La trasmissione della divina Rivelazione:
Tradizione e Scrittura
La Rivelazione giunge a noi attraverso un cammino lungo e complesso
(circa 30 secoli di storia). Nel passato si è cercato di semplificare in modo
schematico parlando di due “fonti della Rivelazione”: Tradizione e Scrittura. In qualche modo è
stata proposto come se la trasmissione di essa fosse avvenuta in modo diviso e
contrapposto tra le due “fonti”, nel tentativo di dare la preminenza ora
all’una (cattolici) ora all’altra (protestantesimo). Questo era lo schema
sancito dal Concilio di Trento fino a prima del Concilio Vaticano II.
Rispetto a ciò la Dei
Verbum presenta un concetto di Tradizione più ampio della “dottrina”,
espresso così: "La Chiesa, nella sua
dottrina, nella sua vita e nel suo culto, perpetua e trasmette a tutte le
generazioni tutto ciò che essa è, tutto ciò che essa crede" (DV 8). Inoltre
viene affermata l'unità di Tradizione e Scrittura, contro ogni tentativo di
separazione fra le due: "La sacra
tradizione e la sacra scrittura sono dunque strettamente tra loro congiunte e
comunicanti. Poiché ambedue scaturiscono dalla stessa divina sorgente, esse
formano in certo qual modo una cosa sola e tendono allo stesso fine. Infatti la
sacra scrittura è parola di Dio in quanto è messa per iscritto sotto
l'ispirazione dello Spirito divino" (DV 9).

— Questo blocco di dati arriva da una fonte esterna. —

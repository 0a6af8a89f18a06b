use std::sync::Arc;

use log::{debug, trace};
use num_traits::Zero;

use crate::base::behavior::*;
use crate::base::module::{module, IsModule, ModuleBase};
use crate::chip::kind::{BuildContext, SubsystemKind};
use crate::leaf::{Component, EvalMode, LeafModel, ModelFactory};
use crate::power::{project, AreaRecord, PowerRecord, ScalingTuple};
use crate::sim::config::ChipConfig;
use crate::sim::error::EstimateError;

/// Wire length of an interconnect spanning `coverage` of a square die.
pub fn link_length(device_area: f64, coverage: f64) -> f64 {
    (device_area * coverage).max(0.0).sqrt()
}

/// How an instance's model depends on its surroundings.
#[derive(Debug, Clone, Copy, PartialEq)]
pub enum Geometry {
    Fixed,
    /// Sized from the device area seen at build time; rebuilt on reset.
    Contextual { device_area: f64 },
}

/// Global links hanging off a router, one per node.
pub struct LinkBus {
    model: Box<dyn LeafModel>,
    nodes: usize,
    device_area: f64,
    area: AreaRecord,
}

impl LinkBus {
    pub fn nodes(&self) -> usize {
        self.nodes
    }

    /// Footprint of all links together.
    pub fn area(&self) -> AreaRecord {
        self.area * self.nodes as f64
    }
}

#[derive(Debug, Default)]
pub struct InstanceState {
    pub peak: PowerRecord,
    pub runtime: PowerRecord,
}

/// One leaf model inside a group, plus whatever the engine attached to it.
pub struct Instance {
    base: ModuleBase<InstanceState, ChipConfig>,
    kind: SubsystemKind,
    index: usize,
    model: Box<dyn LeafModel>,
    geometry: Geometry,
    /// Footprint finalized at build; survives model rebuilds.
    area: AreaRecord,
    link: Option<LinkBus>,
    factory: Arc<dyn ModelFactory>,
}

module!(Instance, InstanceState, ChipConfig,);

impl Instance {
    pub fn new(
        kind: SubsystemKind,
        index: usize,
        model: Box<dyn LeafModel>,
        geometry: Geometry,
        ctx: &BuildContext,
    ) -> Self {
        let mut me = Self {
            base: ModuleBase::named(format!("{}{}", kind.tag(), index)),
            kind,
            index,
            area: model.area(),
            model,
            geometry,
            link: None,
            factory: Arc::clone(ctx.factory),
        };
        me.init_conf(Arc::clone(ctx.conf));
        me
    }

    pub fn kind(&self) -> SubsystemKind {
        self.kind
    }

    pub fn index(&self) -> usize {
        self.index
    }

    pub fn geometry(&self) -> Geometry {
        self.geometry
    }

    pub fn link(&self) -> Option<&LinkBus> {
        self.link.as_ref()
    }

    /// Own footprint plus attached links.
    pub fn area(&self) -> AreaRecord {
        match &self.link {
            Some(link) => self.area + link.area(),
            None => self.area,
        }
    }

    pub fn peak(&self) -> &PowerRecord {
        &self.state().peak
    }

    pub fn runtime(&self) -> &PowerRecord {
        &self.state().runtime
    }

    pub fn record(&self, mode: EvalMode) -> &PowerRecord {
        match mode {
            EvalMode::Peak => self.peak(),
            EvalMode::Runtime => self.runtime(),
        }
    }

    pub fn clock_rate(&self) -> f64 {
        self.model.clock_rate()
    }

    pub fn execution_time(&self) -> f64 {
        self.model.execution_time()
    }

    pub fn components(&self, mode: EvalMode) -> Vec<Component> {
        self.model.components(mode)
    }

    /// Hang `nodes` global links off this instance. Returns the links' total
    /// footprint.
    pub fn attach_link(&mut self, model: Box<dyn LeafModel>, nodes: usize, device_area: f64) -> AreaRecord {
        let link = LinkBus {
            area: model.area(),
            model,
            nodes,
            device_area,
        };
        let area = link.area();
        debug!("{}: {} global links, {:.4} mm^2", self.name(), nodes, area.total);
        self.link = Some(link);
        area
    }

    pub fn refresh(&mut self, conf: Arc<ChipConfig>) -> Result<(), EstimateError> {
        self.model.refresh(&conf, self.kind, self.index)?;
        if let Some(link) = self.link.as_mut() {
            link.model.refresh(&conf, SubsystemKind::Noc, self.index)?;
        }
        self.refresh_conf(conf);
        Ok(())
    }

    fn rebuild_contextual(&mut self) -> Result<(), EstimateError> {
        let coverage = self.conf().noc.unit(self.index).chip_coverage;
        if let Geometry::Contextual { device_area } = self.geometry {
            let length = link_length(device_area, coverage);
            self.model = self.factory.build_bus(self.index, self.conf(), length)?;
        }
        if let Some(device_area) = self.link.as_ref().map(|l| l.device_area) {
            let length = link_length(device_area, coverage);
            let model = self.factory.build_global_link(self.index, self.conf(), length)?;
            if let Some(link) = self.link.as_mut() {
                // keep the footprint finalized at build
                link.model = model;
            }
        }
        Ok(())
    }
}

impl ModuleBehaviors for Instance {
    fn evaluate(&mut self) -> Result<(), EstimateError> {
        let mut peak = self.model.power(EvalMode::Peak);
        let mut runtime = self.model.power(EvalMode::Runtime);
        if let Some(link) = self.link.as_mut() {
            let per_node = ScalingTuple::uniform(link.nodes as f64);
            peak += project(&link.model.power(EvalMode::Peak), &per_node);
            runtime += project(&link.model.power(EvalMode::Runtime), &per_node);
        }
        trace!("{}: peak {:?} runtime {:?}", self.name(), peak, runtime);
        let state = self.state_mut();
        state.peak = peak;
        state.runtime = runtime;
        Ok(())
    }

    fn reset(&mut self) -> Result<(), EstimateError> {
        let state = self.state_mut();
        state.peak = PowerRecord::zero();
        state.runtime = PowerRecord::zero();
        if self.geometry != Geometry::Fixed || self.link.is_some() {
            self.rebuild_contextual()?;
        }
        Ok(())
    }
}
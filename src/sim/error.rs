use thiserror::Error;

#[derive(Debug, Error)]
pub enum EstimateError {
    #[error("configuration inconsistency: {0}")]
    ConfigurationInconsistency(String),

    #[error("unknown {what} value {value}")]
    UnknownEnumerationValue { what: &'static str, value: u32 },

    #[error("invalid parameter for {unit}: {reason}")]
    InvalidParameter { unit: String, reason: String },

    #[error("cannot parse configuration: {0}")]
    Parse(#[from] toml::de::Error),
}

impl EstimateError {
    pub fn inconsistent(msg: impl Into<String>) -> Self {
        EstimateError::ConfigurationInconsistency(msg.into())
    }

    pub fn invalid(unit: impl Into<String>, reason: impl Into<String>) -> Self {
        EstimateError::InvalidParameter {
            unit: unit.into(),
            reason: reason.into(),
        }
    }
}
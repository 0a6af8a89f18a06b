use std::sync::Arc;

use log::{debug, info, warn};
use num_traits::Zero;

use crate::base::behavior::*;
use crate::base::module::{module, IsModule, ModuleBase};
use crate::chip::group::SubsystemGroup;
use crate::chip::kind::{strategy_for, BuildContext, KindStrategy, SubsystemKind};
use crate::chip::report::Report;
use crate::leaf::{CustomBlock, DefaultFormula, ModelFactory, ParametricFactory, PowerFormula};
use crate::power::{AreaRecord, PowerRecord};
use crate::sim::config::ChipConfig;
use crate::sim::error::EstimateError;

#[derive(Debug, Default)]
pub struct EngineState {
    pub area: AreaRecord,
    pub power: PowerRecord,
    pub rt_power: PowerRecord,
    pub rounds: u64,
}

/// Device-level aggregator. The tree of groups and instances is fixed when
/// the engine is built; evaluation only recomputes power.
pub struct CompositionEngine {
    base: ModuleBase<EngineState, ChipConfig>,
    groups: Vec<SubsystemGroup>,
    custom: Option<CustomBlock>,
}

module!(CompositionEngine, EngineState, ChipConfig,);

impl CompositionEngine {
    pub fn build(conf: Arc<ChipConfig>) -> Result<Self, EstimateError> {
        Self::build_with(conf, Arc::new(ParametricFactory), Arc::new(DefaultFormula))
    }

    /// Validates everything up front, so a failed build leaves nothing behind.
    pub fn build_with(
        conf: Arc<ChipConfig>,
        factory: Arc<dyn ModelFactory>,
        formula: Arc<dyn PowerFormula>,
    ) -> Result<Self, EstimateError> {
        info!("building {}", conf.system.name);
        conf.device_type()?;
        conf.interconnect_projection()?;
        let strategies: Vec<Box<dyn KindStrategy>> =
            SubsystemKind::ALL.iter().map(|&kind| strategy_for(kind)).collect();
        for strategy in &strategies {
            strategy.validate(&conf)?;
        }

        let custom = if conf.custom_block.count > 0 {
            Some(CustomBlock::new(Arc::clone(&conf), formula)?)
        } else {
            None
        };
        let mut area = custom.as_ref().map(|c| c.area()).unwrap_or_else(AreaRecord::zero);

        let mut groups = Vec::new();
        for strategy in strategies {
            let ctx = BuildContext {
                conf: &conf,
                factory: &factory,
                device_area: area.total,
            };
            if let Some(group) = SubsystemGroup::build(strategy, &ctx)? {
                area += group.aggregate_area();
                groups.push(group);
            }
        }

        // global links see the whole device, interconnect included
        for group in groups.iter_mut() {
            let ctx = BuildContext {
                conf: &conf,
                factory: &factory,
                device_area: area.total,
            };
            area += group.attach_links(&ctx)?;
        }
        info!("{}: {} groups, {:.3} mm^2", conf.system.name, groups.len(), area.total);

        let mut me = Self {
            base: ModuleBase::named(conf.system.name.clone()),
            groups,
            custom,
        };
        me.base.state.area = area;
        me.init_conf(conf);
        Ok(me)
    }

    /// Evaluate, first swapping in `conf` when one is given.
    pub fn evaluate_with(&mut self, conf: Option<Arc<ChipConfig>>) -> Result<(), EstimateError> {
        if let Some(conf) = conf {
            self.refresh(conf)?;
            self.reset()?;
        }
        self.evaluate()
    }

    /// Swap operating parameters without touching structure. A configuration
    /// that would change the tree's shape is rejected and nothing changes.
    pub fn refresh(&mut self, conf: Arc<ChipConfig>) -> Result<(), EstimateError> {
        if conf.structure() != self.conf().structure() {
            return Err(EstimateError::inconsistent(
                "refreshed configuration changes the built structure, rebuild instead",
            ));
        }
        conf.device_type()?;
        conf.interconnect_projection()?;
        for group in &self.groups {
            strategy_for(group.kind()).validate(&conf)?;
        }
        if let Err(err) = self.refresh_children(&conf) {
            // leaves may reject a refresh after their siblings took it
            if let Some(previous) = self.conf_arc() {
                if let Err(again) = self.refresh_children(&previous) {
                    warn!("{}: rollback after failed refresh also failed: {}", self.name(), again);
                }
            }
            return Err(err);
        }
        debug!("{}: configuration refreshed", self.name());
        self.refresh_conf(conf);
        Ok(())
    }

    fn refresh_children(&mut self, conf: &Arc<ChipConfig>) -> Result<(), EstimateError> {
        if let Some(custom) = self.custom.as_mut() {
            custom.refresh(Arc::clone(conf))?;
        }
        for group in self.groups.iter_mut() {
            group.refresh(Arc::clone(conf))?;
        }
        Ok(())
    }

    pub fn area(&self) -> AreaRecord {
        self.state().area
    }

    pub fn power(&self) -> PowerRecord {
        self.state().power
    }

    pub fn runtime_power(&self) -> PowerRecord {
        self.state().rt_power
    }

    /// Completed evaluation rounds.
    pub fn rounds(&self) -> u64 {
        self.state().rounds
    }

    pub fn groups(&self) -> &[SubsystemGroup] {
        &self.groups
    }

    pub fn group(&self, kind: SubsystemKind) -> Option<&SubsystemGroup> {
        self.groups.iter().find(|g| g.kind() == kind)
    }

    pub fn custom_block(&self) -> Option<&CustomBlock> {
        self.custom.as_ref()
    }

    pub fn report(&self) -> Report<'_> {
        Report::new(self)
    }
}

impl ModuleBehaviors for CompositionEngine {
    fn evaluate(&mut self) -> Result<(), EstimateError> {
        let mut power = PowerRecord::zero();
        let mut rt_power = PowerRecord::zero();
        for group in self.groups.iter_mut() {
            group.evaluate()?;
            power += group.aggregate_power();
            rt_power += group.aggregate_runtime_power();
        }
        if let Some(custom) = self.custom.as_mut() {
            custom.evaluate()?;
            power += custom.power();
            rt_power += custom.power();
        }
        let state = self.state_mut();
        state.power = power;
        state.rt_power = rt_power;
        state.rounds += 1;
        info!(
            "{}: round {}, peak {:.4} W, runtime {:.4} W",
            self.name(),
            self.rounds(),
            power.total_dynamic() + power.leakage + power.gate_leakage,
            rt_power.total_dynamic() + rt_power.leakage + rt_power.gate_leakage
        );
        Ok(())
    }

    fn reset(&mut self) -> Result<(), EstimateError> {
        for group in self.groups.iter_mut() {
            group.reset()?;
        }
        if let Some(custom) = self.custom.as_mut() {
            custom.reset()?;
        }
        let state = self.state_mut();
        state.power = PowerRecord::zero();
        state.rt_power = PowerRecord::zero();
        Ok(())
    }
}
use axum::Json;
use axum::http::StatusCode;
use axum::response::{IntoResponse, Response};
use serde_json::json;
use thiserror::Error;

#[derive(Debug, Error)]
pub enum AppError {
    #[error("not found: {0}")]
    NotFound(String),

    #[error("invalid transition: {0}")]
    InvalidTransition(String),

    #[error("already reviewed")]
    AlreadyReviewed,

    /// Mirrored ledger halves disagree. Should never happen while all pair
    /// mutations go through the reconciler; surfaced loudly, never repaired.
    #[error("ledger inconsistency: {0}")]
    LedgerInconsistency(String),

    #[error("validation failed: {0}")]
    Validation(String),

    #[error("internal error: {0}")]
    Internal(String),
}

impl IntoResponse for AppError {
    fn into_response(self) -> Response {
        let (status, message) = match &self {
            AppError::NotFound(msg) => (StatusCode::NOT_FOUND, msg.clone()),
            AppError::InvalidTransition(msg) => (StatusCode::CONFLICT, msg.clone()),
            AppError::AlreadyReviewed => (StatusCode::CONFLICT, "already reviewed".to_string()),
            AppError::LedgerInconsistency(msg) => {
                (StatusCode::INTERNAL_SERVER_ERROR, format!("ledger inconsistency: {msg}"))
            }
            AppError::Validation(msg) => (StatusCode::BAD_REQUEST, msg.clone()),
            AppError::Internal(msg) => (StatusCode::INTERNAL_SERVER_ERROR, msg.clone()),
        };

        let body = Json(json!({
            "error": message
        }));

        (status, body).into_response()
    }
}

Nel numero seguente (DV 10) si descrive il rapporto tra le
tre entità: Tradizione, Scrittura e Parola di Dio: "La sacra tradizione e la sacra scrittura costituiscono un solo
sacro deposito della parola di Dio affidato alla Chiesa". Dobbiamo
innanzitutto sottolineare come la DV afferma che Scrittura e Tradizione non
coincidono con la Parola di Dio: quest’ultima risuona quando la prima è letta e
ascoltata, fatta entrare nella vita e resa parte di essa, cioè incarnata, in
quella storia di fede che è la tradizione, comprendente i contenuti e i modi di
credere delle generazioni che si sono succedute. La tradizione non è pertanto
qualcosa di statico e immutabile, ma è come un continuo risuonare di una Parola
nuova, ogni qual volta la Scrittura è accolta e vissuta nella comunità, e
consegnata (in latino: tràdere) alle
generazioni future e a chi ci sta difronte, divenendo “tradizione”. La Parola di Dio è pertanto
una realtà che non può essere racchiusa nella lettera della Bibbia né nella
Tradizione intesa come dottrina. La Parola di Dio eccede la Scrittura e la
Tradizione e non è esaurita da esse. È realtà creatrice (Logos), instauratrice
della storia che genera la Tradizione. Il libro Bibbia e anche la dottrina
cristiana ne è come una “solidificazione storica”, la contiene, ma la consegna
perché si proceda a una loro lettura e comprensione animata dallo Spirito per
farla risuonare ancora viva e non pietrificata.
· La
conseguenza quindi è che occorre farsi carico della fatica della comprensione
della Scrittura perché diventi sapienza di vita, personale e comunitaria.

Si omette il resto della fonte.